# What you will do
When you reach the line with "pub fn context_table(&self)" in the data below, begin printing lines exactly, and stop once the line with "Points the vector" has been printed.

# Record excerpts
__________
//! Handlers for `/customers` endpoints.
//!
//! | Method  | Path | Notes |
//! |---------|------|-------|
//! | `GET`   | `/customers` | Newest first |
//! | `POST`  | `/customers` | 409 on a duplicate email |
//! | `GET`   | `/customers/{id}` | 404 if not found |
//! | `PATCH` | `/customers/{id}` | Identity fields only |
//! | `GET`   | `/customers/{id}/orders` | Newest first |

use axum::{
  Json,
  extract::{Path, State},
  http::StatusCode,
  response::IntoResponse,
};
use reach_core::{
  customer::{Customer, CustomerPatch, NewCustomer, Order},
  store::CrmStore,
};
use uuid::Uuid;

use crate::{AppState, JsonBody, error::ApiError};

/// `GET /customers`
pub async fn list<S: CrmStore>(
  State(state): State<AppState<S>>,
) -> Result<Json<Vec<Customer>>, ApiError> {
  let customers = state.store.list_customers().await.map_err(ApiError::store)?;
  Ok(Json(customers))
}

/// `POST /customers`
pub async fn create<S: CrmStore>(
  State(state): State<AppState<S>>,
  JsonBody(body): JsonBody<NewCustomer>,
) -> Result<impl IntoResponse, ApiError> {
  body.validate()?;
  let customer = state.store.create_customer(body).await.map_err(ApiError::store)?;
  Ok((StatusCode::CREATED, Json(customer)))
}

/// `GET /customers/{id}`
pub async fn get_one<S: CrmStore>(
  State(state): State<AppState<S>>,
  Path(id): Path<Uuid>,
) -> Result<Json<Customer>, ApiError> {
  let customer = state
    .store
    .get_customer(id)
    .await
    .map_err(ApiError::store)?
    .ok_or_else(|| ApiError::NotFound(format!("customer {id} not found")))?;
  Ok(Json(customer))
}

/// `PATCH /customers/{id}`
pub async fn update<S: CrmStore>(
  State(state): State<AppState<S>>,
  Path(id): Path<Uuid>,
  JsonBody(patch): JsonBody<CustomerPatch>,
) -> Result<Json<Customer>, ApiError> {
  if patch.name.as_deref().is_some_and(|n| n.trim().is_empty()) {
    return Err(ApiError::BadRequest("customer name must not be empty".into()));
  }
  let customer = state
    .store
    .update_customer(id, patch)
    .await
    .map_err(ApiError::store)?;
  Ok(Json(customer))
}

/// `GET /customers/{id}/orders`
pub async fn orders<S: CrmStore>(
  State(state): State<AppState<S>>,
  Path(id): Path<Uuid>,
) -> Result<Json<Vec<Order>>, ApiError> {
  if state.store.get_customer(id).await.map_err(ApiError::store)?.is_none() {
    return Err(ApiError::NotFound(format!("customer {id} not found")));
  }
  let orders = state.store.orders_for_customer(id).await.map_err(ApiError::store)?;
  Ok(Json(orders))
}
__________
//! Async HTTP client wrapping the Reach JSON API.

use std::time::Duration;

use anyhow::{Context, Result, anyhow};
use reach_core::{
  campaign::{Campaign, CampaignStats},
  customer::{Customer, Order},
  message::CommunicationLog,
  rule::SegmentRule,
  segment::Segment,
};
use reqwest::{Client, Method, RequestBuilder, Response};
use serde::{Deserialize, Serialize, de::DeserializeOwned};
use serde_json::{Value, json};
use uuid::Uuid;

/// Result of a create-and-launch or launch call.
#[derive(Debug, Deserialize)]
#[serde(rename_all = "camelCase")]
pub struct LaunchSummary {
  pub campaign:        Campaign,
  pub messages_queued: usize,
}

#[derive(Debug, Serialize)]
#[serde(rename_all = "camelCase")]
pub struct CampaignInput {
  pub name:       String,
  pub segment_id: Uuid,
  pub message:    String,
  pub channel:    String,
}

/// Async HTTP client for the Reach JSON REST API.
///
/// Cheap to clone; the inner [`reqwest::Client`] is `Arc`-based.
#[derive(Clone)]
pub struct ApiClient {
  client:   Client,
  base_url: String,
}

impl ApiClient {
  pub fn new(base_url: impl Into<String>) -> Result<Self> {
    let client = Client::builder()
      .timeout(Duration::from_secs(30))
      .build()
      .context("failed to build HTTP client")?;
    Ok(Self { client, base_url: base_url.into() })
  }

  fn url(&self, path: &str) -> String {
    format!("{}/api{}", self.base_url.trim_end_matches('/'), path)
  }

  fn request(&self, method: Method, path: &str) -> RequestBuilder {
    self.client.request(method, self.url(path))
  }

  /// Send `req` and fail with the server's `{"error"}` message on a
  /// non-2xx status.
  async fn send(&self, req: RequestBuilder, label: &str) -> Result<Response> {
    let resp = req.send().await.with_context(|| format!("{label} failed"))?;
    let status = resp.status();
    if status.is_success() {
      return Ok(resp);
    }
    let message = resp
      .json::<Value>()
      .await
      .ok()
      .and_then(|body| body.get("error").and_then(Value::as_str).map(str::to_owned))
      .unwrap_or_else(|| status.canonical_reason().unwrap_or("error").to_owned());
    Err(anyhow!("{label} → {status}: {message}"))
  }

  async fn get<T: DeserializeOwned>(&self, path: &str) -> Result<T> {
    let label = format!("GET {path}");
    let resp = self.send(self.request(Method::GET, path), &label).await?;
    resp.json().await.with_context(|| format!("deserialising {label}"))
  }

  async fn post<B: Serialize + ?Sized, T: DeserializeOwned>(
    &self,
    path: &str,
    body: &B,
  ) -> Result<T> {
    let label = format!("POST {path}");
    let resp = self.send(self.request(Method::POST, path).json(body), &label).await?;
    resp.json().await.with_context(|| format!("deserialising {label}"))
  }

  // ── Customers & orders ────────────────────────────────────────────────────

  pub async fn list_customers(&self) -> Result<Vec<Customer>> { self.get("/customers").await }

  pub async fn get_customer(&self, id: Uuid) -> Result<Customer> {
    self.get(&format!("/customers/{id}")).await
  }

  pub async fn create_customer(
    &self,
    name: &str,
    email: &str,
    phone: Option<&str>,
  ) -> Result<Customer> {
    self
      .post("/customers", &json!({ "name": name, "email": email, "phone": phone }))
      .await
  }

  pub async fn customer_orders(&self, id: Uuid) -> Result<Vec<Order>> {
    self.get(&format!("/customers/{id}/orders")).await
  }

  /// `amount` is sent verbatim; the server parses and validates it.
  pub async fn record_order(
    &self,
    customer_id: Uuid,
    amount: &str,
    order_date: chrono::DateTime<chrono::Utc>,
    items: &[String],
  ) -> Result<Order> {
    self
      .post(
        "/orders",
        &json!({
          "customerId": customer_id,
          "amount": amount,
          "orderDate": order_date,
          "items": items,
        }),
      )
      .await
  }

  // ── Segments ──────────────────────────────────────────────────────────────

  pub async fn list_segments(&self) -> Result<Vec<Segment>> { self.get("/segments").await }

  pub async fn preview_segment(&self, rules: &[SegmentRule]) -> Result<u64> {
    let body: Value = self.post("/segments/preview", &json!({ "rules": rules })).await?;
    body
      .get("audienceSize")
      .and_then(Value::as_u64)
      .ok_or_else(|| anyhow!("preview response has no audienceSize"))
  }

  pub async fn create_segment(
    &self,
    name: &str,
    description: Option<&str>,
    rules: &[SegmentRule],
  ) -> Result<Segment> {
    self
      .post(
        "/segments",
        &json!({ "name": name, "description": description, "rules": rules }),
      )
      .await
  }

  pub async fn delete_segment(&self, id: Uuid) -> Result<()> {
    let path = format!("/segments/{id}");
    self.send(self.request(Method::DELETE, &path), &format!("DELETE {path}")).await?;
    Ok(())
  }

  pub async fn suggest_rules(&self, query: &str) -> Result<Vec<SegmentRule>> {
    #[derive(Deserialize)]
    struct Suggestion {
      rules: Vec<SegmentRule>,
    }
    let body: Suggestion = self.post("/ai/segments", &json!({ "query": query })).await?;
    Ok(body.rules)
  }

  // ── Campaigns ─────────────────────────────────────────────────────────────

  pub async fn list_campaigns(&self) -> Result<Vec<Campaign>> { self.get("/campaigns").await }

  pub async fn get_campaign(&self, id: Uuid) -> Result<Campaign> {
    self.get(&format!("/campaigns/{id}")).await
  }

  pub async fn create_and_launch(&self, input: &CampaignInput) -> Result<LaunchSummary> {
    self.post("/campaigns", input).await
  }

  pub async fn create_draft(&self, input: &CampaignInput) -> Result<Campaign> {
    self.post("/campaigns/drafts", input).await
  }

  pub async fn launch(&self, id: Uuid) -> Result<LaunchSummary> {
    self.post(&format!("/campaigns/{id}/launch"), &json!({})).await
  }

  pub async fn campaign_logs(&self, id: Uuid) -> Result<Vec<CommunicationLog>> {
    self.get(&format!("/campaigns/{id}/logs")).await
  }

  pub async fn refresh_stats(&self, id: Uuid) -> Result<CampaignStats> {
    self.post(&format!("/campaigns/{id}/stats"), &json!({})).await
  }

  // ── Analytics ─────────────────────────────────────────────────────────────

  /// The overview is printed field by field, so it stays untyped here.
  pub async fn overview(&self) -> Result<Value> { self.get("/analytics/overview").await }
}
__________
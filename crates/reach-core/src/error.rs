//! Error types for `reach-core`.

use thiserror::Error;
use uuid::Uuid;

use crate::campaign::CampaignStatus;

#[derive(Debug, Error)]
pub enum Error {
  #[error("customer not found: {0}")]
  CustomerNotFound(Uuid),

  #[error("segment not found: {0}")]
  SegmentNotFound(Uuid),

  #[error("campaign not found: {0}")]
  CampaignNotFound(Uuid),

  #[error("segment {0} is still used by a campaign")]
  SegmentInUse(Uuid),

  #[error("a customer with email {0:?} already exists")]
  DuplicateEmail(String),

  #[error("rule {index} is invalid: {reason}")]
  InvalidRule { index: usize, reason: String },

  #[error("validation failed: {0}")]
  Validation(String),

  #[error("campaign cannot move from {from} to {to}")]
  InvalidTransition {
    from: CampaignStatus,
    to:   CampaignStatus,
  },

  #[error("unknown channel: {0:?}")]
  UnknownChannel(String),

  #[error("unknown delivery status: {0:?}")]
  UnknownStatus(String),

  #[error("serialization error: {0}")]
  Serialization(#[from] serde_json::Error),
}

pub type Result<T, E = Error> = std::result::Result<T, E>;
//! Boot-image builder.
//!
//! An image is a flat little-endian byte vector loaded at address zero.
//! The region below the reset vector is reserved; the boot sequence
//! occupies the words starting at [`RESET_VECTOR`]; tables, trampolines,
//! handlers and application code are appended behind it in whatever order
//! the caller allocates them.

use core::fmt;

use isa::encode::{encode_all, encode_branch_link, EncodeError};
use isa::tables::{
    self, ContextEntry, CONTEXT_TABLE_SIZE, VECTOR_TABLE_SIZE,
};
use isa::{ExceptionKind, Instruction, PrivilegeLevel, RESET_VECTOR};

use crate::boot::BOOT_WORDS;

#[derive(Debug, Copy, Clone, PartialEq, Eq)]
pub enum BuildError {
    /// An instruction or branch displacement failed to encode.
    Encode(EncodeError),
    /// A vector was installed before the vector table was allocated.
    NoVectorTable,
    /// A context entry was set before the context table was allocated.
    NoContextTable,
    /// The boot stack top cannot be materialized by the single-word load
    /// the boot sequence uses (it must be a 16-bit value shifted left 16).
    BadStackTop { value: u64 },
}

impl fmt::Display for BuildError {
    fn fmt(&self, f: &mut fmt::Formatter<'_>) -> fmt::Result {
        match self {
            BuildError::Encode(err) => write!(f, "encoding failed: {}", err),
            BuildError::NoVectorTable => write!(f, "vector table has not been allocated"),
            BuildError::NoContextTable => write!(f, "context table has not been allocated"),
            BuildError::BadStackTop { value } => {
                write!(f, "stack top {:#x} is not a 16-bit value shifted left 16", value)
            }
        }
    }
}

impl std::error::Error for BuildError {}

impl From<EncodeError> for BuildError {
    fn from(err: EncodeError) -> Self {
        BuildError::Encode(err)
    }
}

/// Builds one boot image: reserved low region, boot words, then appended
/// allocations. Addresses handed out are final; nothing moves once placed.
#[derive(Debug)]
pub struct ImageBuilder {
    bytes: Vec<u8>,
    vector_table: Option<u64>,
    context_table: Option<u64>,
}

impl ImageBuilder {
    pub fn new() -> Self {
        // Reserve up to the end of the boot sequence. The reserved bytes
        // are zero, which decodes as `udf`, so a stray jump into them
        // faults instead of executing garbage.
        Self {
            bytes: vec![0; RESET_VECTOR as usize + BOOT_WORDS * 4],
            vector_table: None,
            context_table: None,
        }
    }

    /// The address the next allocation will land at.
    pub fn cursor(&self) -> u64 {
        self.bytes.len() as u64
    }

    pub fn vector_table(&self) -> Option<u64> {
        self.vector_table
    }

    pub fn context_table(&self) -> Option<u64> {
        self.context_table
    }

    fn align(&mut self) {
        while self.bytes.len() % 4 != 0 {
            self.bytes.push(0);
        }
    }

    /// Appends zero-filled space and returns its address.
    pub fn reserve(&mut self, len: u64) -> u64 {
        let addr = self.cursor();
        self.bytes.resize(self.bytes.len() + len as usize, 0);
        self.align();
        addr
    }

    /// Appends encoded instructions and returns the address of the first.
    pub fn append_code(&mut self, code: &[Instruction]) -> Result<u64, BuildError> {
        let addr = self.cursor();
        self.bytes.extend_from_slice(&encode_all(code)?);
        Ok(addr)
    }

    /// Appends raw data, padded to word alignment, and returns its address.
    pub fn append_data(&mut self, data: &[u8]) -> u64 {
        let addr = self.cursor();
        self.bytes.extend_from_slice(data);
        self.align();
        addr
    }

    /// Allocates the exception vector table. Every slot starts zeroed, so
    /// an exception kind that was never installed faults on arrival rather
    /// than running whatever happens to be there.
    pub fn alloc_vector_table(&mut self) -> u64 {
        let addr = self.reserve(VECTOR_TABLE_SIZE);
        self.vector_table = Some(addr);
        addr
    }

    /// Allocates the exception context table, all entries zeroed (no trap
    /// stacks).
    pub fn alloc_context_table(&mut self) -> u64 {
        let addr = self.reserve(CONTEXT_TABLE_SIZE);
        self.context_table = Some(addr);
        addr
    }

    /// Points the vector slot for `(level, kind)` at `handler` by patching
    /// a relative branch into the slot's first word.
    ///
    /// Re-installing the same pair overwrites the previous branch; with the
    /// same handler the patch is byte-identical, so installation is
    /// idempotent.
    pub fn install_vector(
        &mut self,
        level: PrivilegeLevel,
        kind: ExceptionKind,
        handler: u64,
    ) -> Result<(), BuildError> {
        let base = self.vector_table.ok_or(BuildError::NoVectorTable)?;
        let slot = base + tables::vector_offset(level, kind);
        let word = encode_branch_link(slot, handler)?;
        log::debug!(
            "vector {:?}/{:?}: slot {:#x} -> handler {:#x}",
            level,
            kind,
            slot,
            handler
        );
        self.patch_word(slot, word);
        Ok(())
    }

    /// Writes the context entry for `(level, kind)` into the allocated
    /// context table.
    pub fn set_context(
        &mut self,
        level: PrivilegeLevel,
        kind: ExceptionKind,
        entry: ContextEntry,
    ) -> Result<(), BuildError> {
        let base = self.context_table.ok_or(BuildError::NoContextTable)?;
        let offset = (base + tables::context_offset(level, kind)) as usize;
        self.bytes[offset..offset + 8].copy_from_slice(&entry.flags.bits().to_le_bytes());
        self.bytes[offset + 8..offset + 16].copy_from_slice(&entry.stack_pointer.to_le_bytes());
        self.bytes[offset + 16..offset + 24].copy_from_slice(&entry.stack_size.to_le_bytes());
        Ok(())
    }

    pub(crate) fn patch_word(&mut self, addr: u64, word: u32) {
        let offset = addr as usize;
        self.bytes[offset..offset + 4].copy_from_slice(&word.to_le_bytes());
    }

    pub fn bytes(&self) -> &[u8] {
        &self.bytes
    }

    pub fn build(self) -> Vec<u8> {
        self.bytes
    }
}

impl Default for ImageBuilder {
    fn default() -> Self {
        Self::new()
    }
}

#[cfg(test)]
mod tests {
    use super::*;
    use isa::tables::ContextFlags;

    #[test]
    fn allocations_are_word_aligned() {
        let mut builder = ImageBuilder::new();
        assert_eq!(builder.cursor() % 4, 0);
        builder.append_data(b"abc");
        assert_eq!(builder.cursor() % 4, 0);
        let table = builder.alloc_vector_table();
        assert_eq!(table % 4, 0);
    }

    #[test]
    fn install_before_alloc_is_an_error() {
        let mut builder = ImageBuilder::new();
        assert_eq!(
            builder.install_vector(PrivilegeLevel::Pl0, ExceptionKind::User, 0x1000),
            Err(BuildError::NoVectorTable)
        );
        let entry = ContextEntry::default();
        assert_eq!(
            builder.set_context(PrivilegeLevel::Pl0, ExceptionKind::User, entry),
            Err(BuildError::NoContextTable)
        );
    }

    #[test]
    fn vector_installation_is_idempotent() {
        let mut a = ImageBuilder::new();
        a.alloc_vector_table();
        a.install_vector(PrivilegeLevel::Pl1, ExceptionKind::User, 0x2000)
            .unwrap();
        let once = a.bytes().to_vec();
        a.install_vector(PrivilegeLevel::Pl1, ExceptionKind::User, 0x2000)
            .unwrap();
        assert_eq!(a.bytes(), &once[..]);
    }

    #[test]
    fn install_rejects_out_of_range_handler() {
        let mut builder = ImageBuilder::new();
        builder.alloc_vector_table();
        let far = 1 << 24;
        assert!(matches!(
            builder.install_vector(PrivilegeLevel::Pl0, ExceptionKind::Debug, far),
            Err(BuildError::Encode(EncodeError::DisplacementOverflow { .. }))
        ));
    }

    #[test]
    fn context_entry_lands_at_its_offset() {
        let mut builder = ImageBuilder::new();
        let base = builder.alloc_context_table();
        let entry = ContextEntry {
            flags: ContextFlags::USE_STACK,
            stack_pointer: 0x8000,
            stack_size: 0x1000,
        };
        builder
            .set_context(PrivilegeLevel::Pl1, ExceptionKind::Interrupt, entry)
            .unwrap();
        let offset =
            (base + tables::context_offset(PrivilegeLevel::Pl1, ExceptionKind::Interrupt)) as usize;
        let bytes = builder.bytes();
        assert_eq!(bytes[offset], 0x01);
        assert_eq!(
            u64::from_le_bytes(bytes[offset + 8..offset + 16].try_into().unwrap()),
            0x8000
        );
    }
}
__________
# Written solution
    pub fn context_table(&self) -> Option<u64> {
        self.context_table
    }

    fn align(&mut self) {
        while self.bytes.len() % 4 != 0 {
            self.bytes.push(0);
        }
    }

    /// Appends zero-filled space and returns its address.
    pub fn reserve(&mut self, len: u64) -> u64 {
        let addr = self.cursor();
        self.bytes.resize(self.bytes.len() + len as usize, 0);
        self.align();
        addr
    }

    /// Appends encoded instructions and returns the address of the first.
    pub fn append_code(&mut self, code: &[Instruction]) -> Result<u64, BuildError> {
        let addr = self.cursor();
        self.bytes.extend_from_slice(&encode_all(code)?);
        Ok(addr)
    }

    /// Appends raw data, padded to word alignment, and returns its address.
    pub fn append_data(&mut self, data: &[u8]) -> u64 {
        let addr = self.cursor();
        self.bytes.extend_from_slice(data);
        self.align();
        addr
    }

    /// Allocates the exception vector table. Every slot starts zeroed, so
    /// an exception kind that was never installed faults on arrival rather
    /// than running whatever happens to be there.
    pub fn alloc_vector_table(&mut self) -> u64 {
        let addr = self.reserve(VECTOR_TABLE_SIZE);
        self.vector_table = Some(addr);
        addr
    }

    /// Allocates the exception context table, all entries zeroed (no trap
    /// stacks).
    pub fn alloc_context_table(&mut self) -> u64 {
        let addr = self.reserve(CONTEXT_TABLE_SIZE);
        self.context_table = Some(addr);
        addr
    }

    /// Points the vector slot for `(level, kind)` at `handler` by patching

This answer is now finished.